2 a) receiving biometric parameters of a patient comprising at least one first radius of curvature, a photopic pupil diameter, and a diameter of mesopic pupil, b) determine an emmetropia distance from at least the diameter of pupil mesopic, and a second radius of curvature from the first ray of curvature and a target asphericity value, c) calculate a profile of radius of curvature in a direction substantially perpendicular to a desired optical axis for the intraocular lens, in which the radius of curvature is equal to the first radius of curvature in a zoned center extending between the optical axis and a first distance calculated at go at least the photopic pupil diameter, and wherein in a zone device extending from the first distance to the end of the lens Intraocular, the radius of curvature varies continuously and monotonically in function of the distance to the optical axis, so that the radius of curvature is equal to the second radius of curvature at the emmetropia distance from at the optical axis.
Other features and advantages of the invention will become more apparent reading from the following description, taken from examples given for illustrative purposes and not restrictive, drawn from drawings on which:
FIG. 1 represents an optical diagram of an eye, FIG. 2 represents three keratometric profiles of an eye, FIG. 3 represents a schematic view of an eye in which a lens intraocular device according to the invention is implanted, and in which the pupil is dilated maximum, FIG. 4 represents a schematic view of an eye in which a lens intraocular device according to the invention is implanted, and in which the pupil is moderately expanded, FIG. 5 represents a schematic view of an eye in which a lens intraocular device according to the invention is implanted, and in which the pupil is dilated minimum,

3 FIG. 6 represents a profile of radius of curvature of the lens of Figures 3 to 5, FIG. 7 represents a profile of curvature radius profile of a mode of variant embodiment of an intraocular lens according to the invention, FIG. 8 represents a profile of radius of curvature of a mode of variant embodiment of an intraocular lens according to the invention, FIG. 9 represents an exemplary flow diagram of a method of manufacturing an intraocular lens according to the invention, and FIG. 10 represents a diagram of a device for calculating a profile of lens intraocular device according to the invention, which can be used in the method of the figure 9.
The drawings and description below contain, for the most part, elements of certain character. So they will not only be able to do better understand the present invention, but also contribute to its definition, if necessary.
In addition, the detailed description is expanded from Annex A, which gives the formulation certain mathematical formulas implemented in the context of the invention.

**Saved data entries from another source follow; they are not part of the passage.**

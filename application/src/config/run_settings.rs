//! Run settings: orchestrator and step loop control.
//!
//! [`RunSettings`] groups the static parameters of one run: the history
//! window, summarization threshold, per-call worker timeout and event bus
//! sizing. These are application-layer concerns, not domain policy.

use serde::{Deserialize, Serialize};
use std::time::Duration;

#[derive(Debug, Clone, Serialize, Deserialize)]
pub struct RunSettings {
    /// Maximum entries in the context's message history.
    pub max_history: usize,
    /// Summarize history after a step once it exceeds this many bytes.
    pub summarize_threshold_bytes: Option<usize>,
    /// Timeout applied to every worker call.
    pub worker_timeout: Option<Duration>,
    /// Per-subscriber event queue length.
    pub event_capacity: usize,
    /// Events kept for replay.
    pub event_retain: usize,
    /// Bytes of step output copied into the history message of a step.
    pub history_preview_bytes: usize,
}

impl Default for RunSettings {
    fn default() -> Self {
        Self {
            max_history: 50,
            summarize_threshold_bytes: Some(32 * 1024),
            worker_timeout: Some(Duration::from_secs(300)),
            event_capacity: 256,
            event_retain: 1024,
            history_preview_bytes: 4 * 1024,
        }
    }
}

impl RunSettings {
    // ==================== Builder Methods ====================

    pub fn with_max_history(mut self, max: usize) -> Self {
        self.max_history = max;
        self
    }

    pub fn with_summarize_threshold(mut self, bytes: Option<usize>) -> Self {
        self.summarize_threshold_bytes = bytes;
        self
    }

    pub fn with_worker_timeout(mut self, timeout: Option<Duration>) -> Self {
        self.worker_timeout = timeout;
        self
    }

    pub fn with_event_capacity(mut self, capacity: usize) -> Self {
        self.event_capacity = capacity;
        self
    }

    pub fn with_event_retain(mut self, retain: usize) -> Self {
        self.event_retain = retain;
        self
    }
}

#[cfg(test)]
mod tests {
    use super::*;

    #[test]
    fn test_default() {
        let settings = RunSettings::default();
        assert_eq!(settings.max_history, 50);
        assert_eq!(settings.event_capacity, 256);
        assert!(settings.worker_timeout.is_some());
        assert!(settings.summarize_threshold_bytes.is_some());
    }

    #[test]
    fn test_builder() {
        let settings = RunSettings::default()
            .with_max_history(8)
            .with_worker_timeout(None)
            .with_summarize_threshold(None);

        assert_eq!(settings.max_history, 8);
        assert!(settings.worker_timeout.is_none());
        assert!(settings.summarize_threshold_bytes.is_none());
    }
}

This Annex is set aside for the purpose of clarification, and to facilitate the referrals. She is integral part of the description, and may therefore not only serve to do better understand the present invention, but also contribute to its definition, the optionally.
FIG. 1 represents an optical diagram making it possible to model the vision in one eye.
An eye 2 comprises a cornea 4, a pupil 6, a lens 8 and a retina 10.
The cornea 4 and the crystalline lens 8 act as lenses that concentrate the rays bright, the pupil 6 acts as a diaphragm, and the retina 10 as photoreceptor. Ideally, the cornea 4 is prolate, and has a gap with the retina 10 such that all the images are formed in a focused way on this last (zero spherical aberrations).

4 This is not usually the case. As can be seen in Figure 2, it there are three main types of corneal profiles:
- the prolate profile, for which the keratometric index is slightly superior to the center only on the periphery, which induces an asphericity Q <0, with line hatching simple on the figure 2, the spherical profile, for which the keratometric index is constant on the eye (Q = 0), and the oblate profile, for which the keratometric index is slightly lower than center only on the periphery, which induces a Q> 0 asphericity, with double hatching trait on the figure 2.
In general, a prolate or slightly hyper-prolate profile is preferred because this allows a better near vision. An oblate profile is penalizing for vision by far, especially at night.
The crystalline lens 8 complements the cornea 4, and undergoes deformations in order to allow accommodation for near vision and far vision. Of do the cornea 4 and the crystalline lens 8 can be seen as a set of focusing 12, of which the profile is globally prolate, spherical or oblate.
Myopia and hyperopia are two ophthalmological conditions that have for consequence a distorted vision. In the case of myopia, the eye is too long, and the retina 10 is disposed after the focal plane of the focusing assembly. Of this fact, the rays corresponding to the distant images are not focused properly and the vision from afar is unclear. In the case of hyperopia, this is the opposite: the eye is too short. However, in this case, the lens accommodation may compensate in part this defect. Another ophthalmological condition is presbyopia.
As people age, or as a result of some trauma, the crystalline 8 may undergo progressive opacification, which is also known as cataract name. In addition, from around age 40, the human eye loses little little ability to accommodate (contract) to deform the lens, which is necessary for focus in near vision (loss of accommodation).

Cataract is a condition known since antiquity, and is very well treated of nowadays through a surgical procedure in which the crystalline 8 is replaced by an intraocular lens or implant.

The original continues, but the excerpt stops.